Every line in the records below between the one holding "rest.trim_start_matches('+')" and the one holding "Twilio Content API", inclusive, is to be set down exactly; all other lines are to be left out.
(Source material begins)
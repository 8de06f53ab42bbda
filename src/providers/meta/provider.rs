use super::types::MetaWhatsAppConfig;
use crate::errors::ConfigError;
use crate::providers::traits::MessagingProvider;
use crate::providers::util::{default_http_client, request_failure, truncate_chars};
use crate::types::{
    DeliveryResult, DeliveryStatus, MetaWhatsAppTemplate, WhatsAppMedia, WhatsAppMessage,
    WhatsAppText,
};
use reqwest_middleware::ClientWithMiddleware;
use secrecy::{ExposeSecret, SecretString};
use serde::Deserialize;
use serde_json::{Value, json};
use url::Url;

#[cfg(feature = "tracing")]
use opentelemetry::trace::Status;
#[cfg(feature = "tracing")]
use tracing::{Span, error, info};
#[cfg(feature = "tracing")]
use tracing_opentelemetry::OpenTelemetrySpanExt;

/// Default Graph API URL.
pub const DEFAULT_API_URL: &str = "https://graph.facebook.com";

/// Meta caps text bodies at 4096 characters; longer bodies are truncated.
pub const MAX_BODY_CHARS: usize = 4096;

/// Strips a `whatsapp:` prefix and any leading `+` so the number is in the
/// plain form the Graph API expects.
fn normalize_phone(to: &str) -> &str {
    let rest = match to.get(..9) {
        Some(prefix) if prefix.eq_ignore_ascii_case("whatsapp:") => &to[9..],
        _ => to,
    };
    rest.trim_start_matches('+')
}

/// Maps a MIME type to the Graph API media type, defaulting to `document`.
fn media_type_from_mime(mime: &str) -> &'static str {
    let mime = mime.to_ascii_lowercase();
    if mime.starts_with("image/") {
        "image"
    } else if mime.starts_with("video/") {
        "video"
    } else if mime.starts_with("audio/") {
        "audio"
    } else {
        "document"
    }
}

#[derive(Debug, Deserialize)]
struct MetaResponse {
    error: Option<MetaErrorBody>,
    #[serde(default)]
    messages: Vec<MetaMessageId>,
}

#[derive(Debug, Deserialize)]
struct MetaErrorBody {
    code: Option<i64>,
    message: Option<String>,
}

#[derive(Debug, Deserialize)]
struct MetaMessageId {
    id: String,
}

/// Sends WhatsApp messages through the Meta Cloud API.
///
/// Shares [`WhatsAppText`] and [`WhatsAppMedia`] with
/// [`TwilioWhatsAppProvider`](crate::providers::TwilioWhatsAppProvider), so a
/// gateway can swap one for the other. Templates differ: this provider takes
/// [`MetaWhatsAppTemplate`] and rejects the Twilio Content API
/// [`WhatsAppTemplate`](crate::WhatsAppTemplate) shape.
///
/// Delivery status arrives via webhooks only, so `fetch_status` reports
/// unknown.
#[derive(Clone)]
pub struct MetaWhatsAppProvider {
    http_client: ClientWithMiddleware,
    access_token: SecretString,
    url: Url,
}

impl std::fmt::Debug for MetaWhatsAppProvider {
    fn fmt(&self, f: &mut std::fmt::Formatter<'_>) -> std::fmt::Result {
        f.debug_struct("MetaWhatsAppProvider")
            .field("access_token", &"[REDACTED]")
            .field("url", &self.url)
            .finish()
    }
}

impl MetaWhatsAppProvider {
    /// Create a provider from `config`.
    pub fn new(config: MetaWhatsAppConfig) -> Result<Self, ConfigError> {
        Self::with_client(config, None)
    }

    /// Create a provider that reuses a caller-supplied HTTP client.
    pub fn with_http_client(
        config: MetaWhatsAppConfig,
        http_client: ClientWithMiddleware,
    ) -> Result<Self, ConfigError> {
        Self::with_client(config, Some(http_client))
    }

    fn with_client(
        config: MetaWhatsAppConfig,
        http_client: Option<ClientWithMiddleware>,
    ) -> Result<Self, ConfigError> {
        if config.phone_number_id.is_empty() {
            return Err(ConfigError::MissingField("phone_number_id"));
        }
        if config.access_token.expose_secret().is_empty() {
            return Err(ConfigError::MissingField("access_token"));
        }

        let endpoint = config
            .endpoint
            .unwrap_or_else(|| Url::parse(DEFAULT_API_URL).expect("Invalid default URL"));
        let url = endpoint.join(&format!(
            "/{}/{}/messages",
            config.api_version, config.phone_number_id
        ))?;

        let http_client = match http_client {
            Some(client) => client,
            None => default_http_client(config.timeout)?,
        };

        Ok(Self {
            http_client,
            access_token: config.access_token,
            url,
        })
    }

    async fn send_text(&self, message: &WhatsAppText) -> DeliveryResult {
        let body = message.body.trim();
        if body.is_empty() {
            return DeliveryResult::fail("No message body provided");
        }
        let body = truncate_chars(body, MAX_BODY_CHARS);

        let payload = json!({
            "messaging_product": "whatsapp",
            "to": normalize_phone(&message.to),
            "type": "text",
            "text": { "body": body },
        });
        self.post(&payload).await
    }

    async fn send_media(&self, message: &WhatsAppMedia) -> DeliveryResult {
        if message.media_urls.is_empty() {
            return DeliveryResult::fail("No media URLs provided");
        }

        let to = normalize_phone(&message.to);
        let caption = message.caption.as_deref().filter(|caption| !caption.is_empty());
        let mut last_result = DeliveryResult::fail("No media URLs provided");

        for (idx, media_url) in message.media_urls.iter().enumerate() {
            let mime = message.media_types.get(idx).map_or("", String::as_str);
            let meta_type = media_type_from_mime(mime);

            let mut media_obj = serde_json::Map::new();
            media_obj.insert("link".to_string(), json!(media_url));
            // The Graph API supports captions on image, video and document
            // media, but not audio, and only one caption per message.
            if let Some(caption) = caption {
                if idx == 0 && meta_type != "audio" {
                    media_obj.insert("caption".to_string(), json!(caption));
                }
            }

            let mut payload = serde_json::Map::new();
            payload.insert("messaging_product".to_string(), json!("whatsapp"));
            payload.insert("to".to_string(), json!(to));
            payload.insert("type".to_string(), json!(meta_type));
            payload.insert(meta_type.to_string(), Value::Object(media_obj));

            last_result = self.post(&Value::Object(payload)).await;
            if !last_result.succeeded() {
                return last_result;
            }
        }

        last_result
    }

    async fn send_template(&self, message: &MetaWhatsAppTemplate) -> DeliveryResult {
        let mut template_obj = json!({
            "name": message.template_name,
            "language": { "code": message.language_code },
        });
        if !message.components.is_empty() {
            template_obj["components"] = json!(message.components);
        }

        let payload = json!({
            "messaging_product": "whatsapp",
            "to": normalize_phone(&message.to),
            "type": "template",
            "template": template_obj,
        });
        self.post(&payload).await
    }

    #[cfg_attr(
        feature = "tracing",
        tracing::instrument(
            name = "MetaWhatsAppProvider::post",
            skip_all,
            fields(wamid = tracing::field::Empty)
        )
    )]
    async fn post(&self, payload: &Value) -> DeliveryResult {
        let response = match self
            .http_client
            .post(self.url.clone())
            .bearer_auth(self.access_token.expose_secret())
            .json(payload)
            .send()
            .await
        {
            Ok(response) => response,
            Err(err) => return request_failure(err),
        };

        let data: MetaResponse = match response.json().await {
            Ok(data) => data,
            Err(err) => {
                return DeliveryResult::fail(format!("failed to parse Meta API response: {err}"));
            }
        };

        if let Some(error) = data.error {
            let error_code = error.code.map(|code| code.to_string()).unwrap_or_default();
            let description = error
                .message
                .unwrap_or_else(|| "Unknown Meta API error".to_string());

            #[cfg(feature = "tracing")]
            error!(code = %error_code, message = %description, "Meta WhatsApp API error");

            return DeliveryResult::fail_with_code(description, error_code);
        }

        match data.messages.into_iter().next() {
            Some(message) => {
                #[cfg(feature = "tracing")]
                {
                    info!(wamid = %message.id, "WhatsApp message sent via Meta Cloud API");
                    Span::current().record("wamid", message.id.as_str());
                    Span::current().set_status(Status::Ok);
                }
                DeliveryResult::ok_with_id(DeliveryStatus::Sent, message.id)
            }
            None => DeliveryResult::ok(DeliveryStatus::Sent),
        }
    }
}

impl MessagingProvider for MetaWhatsAppProvider {
    type Message = WhatsAppMessage;

    async fn send(&self, message: &WhatsAppMessage) -> DeliveryResult {
        match message {
            WhatsAppMessage::Text(text) => self.send_text(text).await,
            WhatsAppMessage::Media(media) => self.send_media(media).await,
            WhatsAppMessage::MetaTemplate(template) => self.send_template(template).await,
            WhatsAppMessage::Template(_) => DeliveryResult::fail(
                "MetaWhatsAppProvider does not support WhatsAppTemplate; use MetaWhatsAppTemplate",
            ),
        }
    }
}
(Source material ends)
**Finished task**
    rest.trim_start_matches('+')
}

/// Maps a MIME type to the Graph API media type, defaulting to `document`.
fn media_type_from_mime(mime: &str) -> &'static str {
    let mime = mime.to_ascii_lowercase();
    if mime.starts_with("image/") {
        "image"
    } else if mime.starts_with("video/") {
        "video"
    } else if mime.starts_with("audio/") {
        "audio"
    } else {
        "document"
    }
}

#[derive(Debug, Deserialize)]
struct MetaResponse {
    error: Option<MetaErrorBody>,
    #[serde(default)]
    messages: Vec<MetaMessageId>,
}

#[derive(Debug, Deserialize)]
struct MetaErrorBody {
    code: Option<i64>,
    message: Option<String>,
}

#[derive(Debug, Deserialize)]
struct MetaMessageId {
    id: String,
}

/// Sends WhatsApp messages through the Meta Cloud API.
///
/// Shares [`WhatsAppText`] and [`WhatsAppMedia`] with
/// [`TwilioWhatsAppProvider`](crate::providers::TwilioWhatsAppProvider), so a
/// gateway can swap one for the other. Templates differ: this provider takes
/// [`MetaWhatsAppTemplate`] and rejects the Twilio Content API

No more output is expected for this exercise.